NuvaRing Black Box Warning
NuvaRing has received a black box warning due to the increased possibility of developing blood clots
or having a heart attack
while using this medication. Patients who are over the age of 35
and use tobacco products should use extreme caution while using NuvaRing.
Pregnancy and NuvaRing
NuvaRing is an FDA pregnancy Category X
medicine. NuvaRing should not
be used by anyone who is pregnant or has had a baby in the last month. NuvaRing may be passed
through breast-milk and could harm a nursing baby. Do not use NuvaRing as a contraceptive while breastfeeding.
Ask your doctor if NuvaRing is right for you and inform your healthcare provider about any conditions
you may have. Patients with the following conditions should not
- uncontrolled hypertension (high blood pressure)
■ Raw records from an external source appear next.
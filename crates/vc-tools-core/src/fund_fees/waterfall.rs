use rust_decimal::Decimal;
use serde::{Deserialize, Serialize};

use crate::fund_fees::schedule::{CarryBasis, FundFeeOutput};
use crate::types::Money;

/// How a bar moves the running total.
#[derive(Debug, Clone, Copy, PartialEq, Eq, Serialize, Deserialize)]
pub enum BarKind {
    Add,
    Subtract,
    /// Intermediate level drawn from zero
    Subtotal,
    /// Final level drawn from zero
    Total,
}

/// One step of the committed-capital → net-to-LP bridge.
#[derive(Debug, Clone, PartialEq, Serialize, Deserialize)]
pub struct WaterfallBar {
    pub label: String,
    pub amount: Money,
    /// Level the bar starts from
    pub base: Money,
    pub kind: BarKind,
}

impl WaterfallBar {
    fn new(label: &str, amount: Money, base: Money, kind: BarKind) -> Self {
        Self {
            label: label.to_string(),
            amount,
            base,
            kind,
        }
    }
}

/// Bridge from committed capital to net LP proceeds.
///
/// Deal-by-deal funds with a positive clawback show the pre-clawback carry
/// and the clawback returned to LPs as separate steps.
pub fn build_waterfall(
    fund_size: Money,
    carry_basis: CarryBasis,
    out: &FundFeeOutput,
) -> Vec<WaterfallBar> {
    let gross_returns = (out.gross_proceeds - out.invested_capital).max(Decimal::ZERO);
    let show_clawback = carry_basis == CarryBasis::DealByDeal && out.clawback > Decimal::ZERO;

    let mut bars = vec![
        WaterfallBar::new("Committed Capital", fund_size, Decimal::ZERO, BarKind::Add),
        WaterfallBar::new(
            "Management Fees",
            out.total_fees,
            fund_size - out.total_fees,
            BarKind::Subtract,
        ),
        WaterfallBar::new(
            "Invested Capital",
            out.invested_capital,
            Decimal::ZERO,
            BarKind::Subtotal,
        ),
        WaterfallBar::new(
            "Gross Returns",
            gross_returns,
            out.invested_capital,
            BarKind::Add,
        ),
    ];

    if show_clawback {
        let after_dbd_carry = out.gross_proceeds - out.deal_by_deal_carry;
        bars.push(WaterfallBar::new(
            "Deal-by-Deal Carry",
            out.deal_by_deal_carry,
            after_dbd_carry,
            BarKind::Subtract,
        ));
        bars.push(WaterfallBar::new(
            "Clawback",
            out.clawback,
            after_dbd_carry,
            BarKind::Add,
        ));
    } else {
        bars.push(WaterfallBar::new(
            "Carry",
            out.total_carry,
            out.gross_proceeds - out.total_carry,
            BarKind::Subtract,
        ));
    }

    bars.push(WaterfallBar::new(
        "Net to LPs",
        out.net_to_lps,
        Decimal::ZERO,
        BarKind::Total,
    ));

    bars
}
- any heart diseases or disorders or have ever had a heart attack or stroke
- if you have blood-clotting or circulatory disorders
- diabetes-related eye or kidney problems
- abnormal bleeding of the vagina
- any liver problems
- if you use tobacco and are over 35 years old
- if you have a history of breast cancer or uterine canger
- if you have ever had jaundice (yellowing of the skin or eyes) caused by contraceptives
Ask your doctor if it is safe for you to use NuvaRing to prevent pregnancy if you have:
- any mental illnesses
- elevated blood pressure or vein problems
- diabetes, high cholesterol, or if you are overweight
- any seizure-causing disorder
- an underactive thyroid
- disease of the gallbladder
- any infections, especially tuberculosis
- any vaginal or menstrual problems
- a lowered or unusually placed uterus, bladder or rectum
- persistent constipation
- ever had an irregular mammogram or may have breast disease or cancer
NuvaRing may affect the way other drugs work when combined. Let your doctor know about any medications
you are using, especially:
- medications for headaches
- drugs for treating symptoms of heart disease
- muscle relaxers or muscle spasm treatments
- medicines for treating vaginal infections
- any blood clotting drugs
NuvaRing Treatment and Use
NuvaRing | ethinyl estradiol is a hormone-releasing contraceptive vaginal ring marketed by Merck & Co. for preventing pregnancy. NuvaRing was approved by the U.S. Food and Drug Administration in October of 2001. Since then, NuvaRing has become a controversial form of birth control because of the risks for developing serious health conditions while using this product.
NuvaRing is not a prevention method for sexually transmitted diseases.
How Does NuvaRing Work?
NuvaRing prevents pregnancy through several methods. First, NuvaRing excretes estradiol and etonogestrel to keep the ovaries from releasing an egg (ovulating). NuvaRing also causes the cervical mucus to thicken and alters the lining of the uterus, reducing the possibility of sperm to travel to the uterus and making it difficult for a possibly fertilized egg to bind to the uterine wall.
How to Use NuvaRing
NuvaRing comes in the form of a plastic ring to be placed in the vagina. Ask your doctor for proper instructions on how to correctly insert the ring. NuvaRing should be kept in the vagina for 21 days. After this period of time, NuvaRing should be removed for one week to allow for the start of your period. Continue with the cycle on the same day of the week that you started your use of NuvaRing. To prevent pregnancy, patients should use an additional form of birth control during the first week of starting use of NuvaRing.
NuvaRing should be left in the vagina during sexual intercourse. If you are experiencing discomfort, you may remove NuvaRing and rinse the ring with warm water. The ring should not be left outside the vagina for over 3 hours.